What the task requires
Copy out exactly the lines from the one containing "to read PLY" to the end of the records below, both included, and nothing else.

Material for this task
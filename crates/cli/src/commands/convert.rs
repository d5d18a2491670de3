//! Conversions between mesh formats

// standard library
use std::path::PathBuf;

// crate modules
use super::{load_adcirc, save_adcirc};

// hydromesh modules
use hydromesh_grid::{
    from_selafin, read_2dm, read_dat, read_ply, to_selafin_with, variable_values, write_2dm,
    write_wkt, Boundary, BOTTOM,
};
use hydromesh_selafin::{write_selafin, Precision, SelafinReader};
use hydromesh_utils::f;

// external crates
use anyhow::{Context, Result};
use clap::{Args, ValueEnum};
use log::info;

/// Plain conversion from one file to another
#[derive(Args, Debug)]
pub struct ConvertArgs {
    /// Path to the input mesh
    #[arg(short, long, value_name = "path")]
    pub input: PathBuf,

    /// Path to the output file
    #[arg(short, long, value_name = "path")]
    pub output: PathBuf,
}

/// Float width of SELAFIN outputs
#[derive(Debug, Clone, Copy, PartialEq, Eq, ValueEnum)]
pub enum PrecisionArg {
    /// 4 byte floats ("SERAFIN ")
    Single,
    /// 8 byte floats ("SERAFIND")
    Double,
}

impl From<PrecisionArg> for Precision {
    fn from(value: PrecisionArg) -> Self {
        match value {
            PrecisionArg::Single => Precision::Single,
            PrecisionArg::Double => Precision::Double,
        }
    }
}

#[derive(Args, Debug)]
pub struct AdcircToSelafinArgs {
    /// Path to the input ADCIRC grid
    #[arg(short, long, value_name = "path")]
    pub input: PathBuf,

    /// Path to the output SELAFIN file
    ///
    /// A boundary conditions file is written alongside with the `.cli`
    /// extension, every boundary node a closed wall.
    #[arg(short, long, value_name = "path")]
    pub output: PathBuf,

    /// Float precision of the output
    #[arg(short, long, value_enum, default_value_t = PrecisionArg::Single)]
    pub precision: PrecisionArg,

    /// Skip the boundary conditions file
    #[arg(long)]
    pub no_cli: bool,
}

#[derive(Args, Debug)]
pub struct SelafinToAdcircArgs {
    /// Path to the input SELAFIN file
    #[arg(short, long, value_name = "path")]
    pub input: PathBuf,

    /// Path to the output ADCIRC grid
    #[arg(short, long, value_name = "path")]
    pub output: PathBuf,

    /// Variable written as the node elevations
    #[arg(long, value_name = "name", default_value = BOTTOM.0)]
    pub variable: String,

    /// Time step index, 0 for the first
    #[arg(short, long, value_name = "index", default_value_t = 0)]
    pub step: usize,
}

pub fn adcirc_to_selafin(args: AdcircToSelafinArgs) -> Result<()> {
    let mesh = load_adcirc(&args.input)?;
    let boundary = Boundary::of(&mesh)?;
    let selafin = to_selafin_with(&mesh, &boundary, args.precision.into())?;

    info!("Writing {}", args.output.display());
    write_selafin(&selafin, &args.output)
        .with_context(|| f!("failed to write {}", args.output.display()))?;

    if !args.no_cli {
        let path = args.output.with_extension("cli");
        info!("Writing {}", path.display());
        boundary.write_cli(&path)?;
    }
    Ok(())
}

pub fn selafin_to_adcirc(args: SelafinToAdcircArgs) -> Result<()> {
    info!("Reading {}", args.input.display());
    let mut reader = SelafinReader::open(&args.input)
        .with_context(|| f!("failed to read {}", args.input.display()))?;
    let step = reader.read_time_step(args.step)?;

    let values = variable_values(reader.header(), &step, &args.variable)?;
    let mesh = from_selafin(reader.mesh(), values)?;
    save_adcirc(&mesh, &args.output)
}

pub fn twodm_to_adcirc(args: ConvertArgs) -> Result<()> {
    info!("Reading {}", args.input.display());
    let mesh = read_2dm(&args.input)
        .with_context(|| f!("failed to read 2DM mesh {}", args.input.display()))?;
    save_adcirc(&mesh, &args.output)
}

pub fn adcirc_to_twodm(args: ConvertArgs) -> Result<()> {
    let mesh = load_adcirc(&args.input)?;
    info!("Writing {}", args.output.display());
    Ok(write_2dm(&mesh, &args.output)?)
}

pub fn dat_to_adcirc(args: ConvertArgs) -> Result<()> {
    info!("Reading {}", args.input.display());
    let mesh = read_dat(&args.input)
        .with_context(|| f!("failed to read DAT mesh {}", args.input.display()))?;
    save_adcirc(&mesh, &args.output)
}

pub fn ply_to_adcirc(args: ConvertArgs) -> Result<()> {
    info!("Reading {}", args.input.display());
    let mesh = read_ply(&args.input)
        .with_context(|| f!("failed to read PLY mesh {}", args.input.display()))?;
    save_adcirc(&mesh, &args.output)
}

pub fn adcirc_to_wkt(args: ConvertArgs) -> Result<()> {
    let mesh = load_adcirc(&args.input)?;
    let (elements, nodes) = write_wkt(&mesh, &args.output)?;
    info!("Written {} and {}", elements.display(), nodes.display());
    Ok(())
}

Response
        .with_context(|| f!("failed to read PLY mesh {}", args.input.display()))?;
    save_adcirc(&mesh, &args.output)
}

pub fn adcirc_to_wkt(args: ConvertArgs) -> Result<()> {
    let mesh = load_adcirc(&args.input)?;
    let (elements, nodes) = write_wkt(&mesh, &args.output)?;
    info!("Written {} and {}", elements.display(), nodes.display());
    Ok(())
}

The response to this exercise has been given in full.